He must have sensed her growing panic. He stepped back. “My word is law here, O’Teni, and I don’t make promises that I won’t keep,” he told her. “One turn of the glass, and I will take these away from you.”

Ana nodded. The commandant glanced from her to Karl. “And I trust your word as well, Envoy,” he said. With that, he left the cell, locking the door behind him. They heard his footsteps on the stairs.

“Ana,” Karl said, bringing her gaze away from the locked and barred door. “I had nothing to do with the Kraljica’s death. Nothing. I swear to you.”

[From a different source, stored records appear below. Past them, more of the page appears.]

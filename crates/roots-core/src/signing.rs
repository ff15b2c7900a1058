//! Schnorr signing behind a narrow capability interface.
//!
//! The core never touches curve arithmetic directly. Everything goes through
//! [`SchnorrCapability`], and [`Secp256k1Schnorr`] is the default provider
//! backed by the `secp256k1` crate (BIP-340).

use crate::errors::{CryptoError, EventError};
use roots_canonical::{EventId, SecretKey, Signature};
use secp256k1::{constants, schnorr, All, Keypair, Message, Secp256k1, XOnlyPublicKey};
use std::sync::LazyLock;

/// Sign/verify/derive over secp256k1 Schnorr.
///
/// Implementations must be re-entrant and free of observable side effects so
/// that validation can run concurrently from any number of threads.
pub trait SchnorrCapability: Send + Sync {
    /// Signs a 32-byte message with a 32-byte private key.
    fn sign(&self, message: &[u8; 32], private_key: &[u8; 32]) -> Result<[u8; 64], CryptoError>;

    /// Verifies a signature against a message and an x-only public key.
    ///
    /// Returns `Ok(false)` for a well-formed signature that does not verify
    /// and `Err` when the signature or key cannot be parsed.
    fn verify(
        &self,
        message: &[u8; 32],
        signature: &[u8; 64],
        public_key: &[u8; 32],
    ) -> Result<bool, CryptoError>;

    /// Checks that 64 bytes form a parsable Schnorr signature.
    ///
    /// Lets callers report an unparsable signature before the public key is
    /// looked at. The default accepts everything and leaves it to `verify`.
    fn check_signature(&self, _signature: &[u8; 64]) -> Result<(), CryptoError> {
        Ok(())
    }

    /// Checks that 32 bytes form an x-only public key on the curve.
    fn check_public_key(&self, _public_key: &[u8; 32]) -> Result<(), CryptoError> {
        Ok(())
    }

    /// Derives the x-only public key (compressed point without its parity byte).
    fn derive_public_key(&self, private_key: &[u8; 32]) -> Result<[u8; 32], CryptoError>;

    /// Generates a fresh private key from a cryptographically secure RNG.
    fn generate_private_key(&self) -> [u8; 32];
}

/// Default provider using `libsecp256k1` through the `secp256k1` crate.
pub struct Secp256k1Schnorr {
    secp: Secp256k1<All>,
}

impl Secp256k1Schnorr {
    /// Creates a provider with its own signing/verification context.
    pub fn new() -> Self {
        Self {
            secp: Secp256k1::new(),
        }
    }
}

impl Default for Secp256k1Schnorr {
    fn default() -> Self {
        Self::new()
    }
}

impl std::fmt::Debug for Secp256k1Schnorr {
    fn fmt(&self, f: &mut std::fmt::Formatter<'_>) -> std::fmt::Result {
        f.write_str("Secp256k1Schnorr")
    }
}

static DEFAULT_CAPABILITY: LazyLock<Secp256k1Schnorr> = LazyLock::new(Secp256k1Schnorr::new);

/// Shared default provider.
pub fn default_capability() -> &'static Secp256k1Schnorr {
    &DEFAULT_CAPABILITY
}

/// BIP-340 range checks: `r` must be a field element and `s` a scalar.
fn parse_signature(signature: &[u8; 64]) -> Result<schnorr::Signature, CryptoError> {
    if signature[..32] >= constants::FIELD_SIZE[..] {
        return Err(CryptoError::Signature("r is not a field element".into()));
    }
    if signature[32..] >= constants::CURVE_ORDER[..] {
        return Err(CryptoError::Signature("s is not below the curve order".into()));
    }
    schnorr::Signature::from_slice(signature).map_err(|e| CryptoError::Signature(e.to_string()))
}

fn parse_public_key(public_key: &[u8; 32]) -> Result<XOnlyPublicKey, CryptoError> {
    XOnlyPublicKey::from_slice(public_key).map_err(|e| CryptoError::PublicKey(e.to_string()))
}

impl SchnorrCapability for Secp256k1Schnorr {
    fn sign(&self, message: &[u8; 32], private_key: &[u8; 32]) -> Result<[u8; 64], CryptoError> {
        let keypair = Keypair::from_seckey_slice(&self.secp, private_key)
            .map_err(|e| CryptoError::PrivateKey(e.to_string()))?;
        let msg = Message::from_digest(*message);
        let sig = self.secp.sign_schnorr_no_aux_rand(&msg, &keypair);
        Ok(sig.serialize())
    }

    fn verify(
        &self,
        message: &[u8; 32],
        signature: &[u8; 64],
        public_key: &[u8; 32],
    ) -> Result<bool, CryptoError> {
        let sig = parse_signature(signature)?;
        let pk = parse_public_key(public_key)?;
        let msg = Message::from_digest(*message);
        Ok(self.secp.verify_schnorr(&sig, &msg, &pk).is_ok())
    }

    fn check_signature(&self, signature: &[u8; 64]) -> Result<(), CryptoError> {
        parse_signature(signature).map(|_| ())
    }

    fn check_public_key(&self, public_key: &[u8; 32]) -> Result<(), CryptoError> {
        parse_public_key(public_key).map(|_| ())
    }

    fn derive_public_key(&self, private_key: &[u8; 32]) -> Result<[u8; 32], CryptoError> {
        let sk = secp256k1::SecretKey::from_slice(private_key)
            .map_err(|e| CryptoError::PrivateKey(e.to_string()))?;
        let (xonly, _parity) = sk.x_only_public_key(&self.secp);
        Ok(xonly.serialize())
    }

    fn generate_private_key(&self) -> [u8; 32] {
        secp256k1::SecretKey::new(&mut rand::thread_rng()).secret_bytes()
    }
}

/// Signs a hex event id with a hex private key using the default provider.
///
/// Returns the signature as 128 lowercase hex characters.
pub fn sign_event(event_id: &str, private_key: &str) -> Result<String, EventError> {
    sign_event_with(default_capability(), event_id, private_key)
}

/// Signs a hex event id with a hex private key using `capability`.
///
/// The signature covers the raw 32 id bytes, not the hex text.
pub fn sign_event_with<C: SchnorrCapability + ?Sized>(
    capability: &C,
    event_id: &str,
    private_key: &str,
) -> Result<String, EventError> {
    let id = EventId::parse(event_id).map_err(|_| EventError::MalformedId)?;
    let sk = SecretKey::parse(private_key).map_err(|_| EventError::MalformedPrivateKey)?;
    let sig = capability
        .sign(id.as_bytes(), sk.as_bytes())
        .map_err(|e| match e {
            CryptoError::PrivateKey(_) => EventError::MalformedPrivateKey,
            other => EventError::Signing(other.to_string()),
        })?;
    Ok(Signature::from_bytes(sig).to_hex())
}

“I believe you,” she told him. “Only Cenzi knows why, but I do.”

“How are you? Does the Archigos know you were with me when I was arrested?”

“The commandant told him, I’m certain. He seems mostly, I don’t know, disappointed. Dejected. But he has more important issues.”

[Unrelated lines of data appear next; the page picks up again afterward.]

//! Id command implementation.

use roots_core::Event;
use tracing::debug;

use crate::input::read_input;

pub fn run(input: Option<String>) -> Result<(), Box<dyn std::error::Error>> {
    let json_str = read_input(input.as_deref())?;
    let event = Event::from_json(&json_str).map_err(|e| format!("Invalid event: {}", e))?;

    let id = roots_canonical::compute_event_id(&event.canonical())?;
    if !event.id.is_empty() && event.id != id {
        debug!(stored = %event.id, computed = %id, "stored id differs from computed id");
    }

    println!("{}", id);
    Ok(())
}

“And you? Have you been able to find the Scath Cumhacht, the Ilmodo, as you did before?”

She could only shake her head, not trusting her voice. “I’m sorry,”

he told her. She felt his bound hands touch hers. Their fingers linked. “I wish I could show you,” he said quietly. “I wish I could teach you.”

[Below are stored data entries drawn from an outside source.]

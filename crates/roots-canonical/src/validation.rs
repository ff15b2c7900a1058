use regex::Regex;
use std::sync::LazyLock;
use thiserror::Error;

/// Pattern for ids and keys: 64 lowercase hex characters.
pub const HEX64_PATTERN: &str = r"^[a-f0-9]{64}$";

/// Pattern for signatures: 128 lowercase hex characters.
pub const HEX128_PATTERN: &str = r"^[a-f0-9]{128}$";

static HEX64: LazyLock<Regex> = LazyLock::new(|| Regex::new(HEX64_PATTERN).expect("invalid regex"));
static HEX128: LazyLock<Regex> =
    LazyLock::new(|| Regex::new(HEX128_PATTERN).expect("invalid regex"));

/// Validation errors for canonical primitives.
#[derive(Debug, Error, PartialEq, Eq)]
pub enum ValidationError {
    /// When a value does not match the required pattern.
    #[error("{field} ('{value}') is not allowed")]
    PatternMismatch {
        /// Field name that failed validation.
        field: &'static str,
        /// Offending value.
        value: String,
    },
}

/// Returns true if `value` is exactly 64 lowercase hex characters.
pub fn is_hex64(value: &str) -> bool {
    HEX64.is_match(value)
}

/// Returns true if `value` is exactly 128 lowercase hex characters.
pub fn is_hex128(value: &str) -> bool {
    HEX128.is_match(value)
}

#[cfg(test)]
mod tests {
    use super::*;

    #[test]
    fn hex64_accepts_lowercase_only() {
        assert!(is_hex64(&"a".repeat(64)));
        assert!(is_hex64(&"0123456789abcdef".repeat(4)));
        assert!(!is_hex64(&"A".repeat(64)));
        assert!(!is_hex64(&"a".repeat(63)));
        assert!(!is_hex64(&"a".repeat(65)));
        assert!(!is_hex64(&"g".repeat(64)));
        assert!(!is_hex64(""));
    }

    #[test]
    fn hex128_rejects_hex64() {
        assert!(is_hex128(&"f".repeat(128)));
        assert!(!is_hex128(&"f".repeat(64)));
        assert!(!is_hex128(&format!("{} ", "f".repeat(127))));
    }
}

“I wish that, too,” she told him. His head bent toward her. His lips brushed her hair, her forehead. She remembered her vatarh doing the same to her: at night, in the darkness. With her vatarh, she had trembled and turned her face away. With him, she had endured the embrace and the touch. With him, she had felt nothing but ice and fear.

It was not what she felt now. She lifted up her face to meet Karl’s.

She felt the trembling of her lips against his as they touched. She closed her eyes, feeling only the kiss. Only the kiss.

She drew away from him. “Ana?” he asked.

“Don’t say anything,” she told him. Her hands still held his. She leaned her head against his shoulder. She felt him start to move to put his arms around her, but there was only the clanking of chains and a muttered curse. “It’s all fallen apart,” she said. “Everything I thought I had. Everything I might have wanted.”

“I’m so sorry, Ana.”

“Don’t be. It’s not your fault. It’s mine. I. . I lost my faith.”

“I did once, too,” he told her, his breath warm on her ear. “And I found a new one. A better one.”

“I glad you could,” she told him. “I can’t.”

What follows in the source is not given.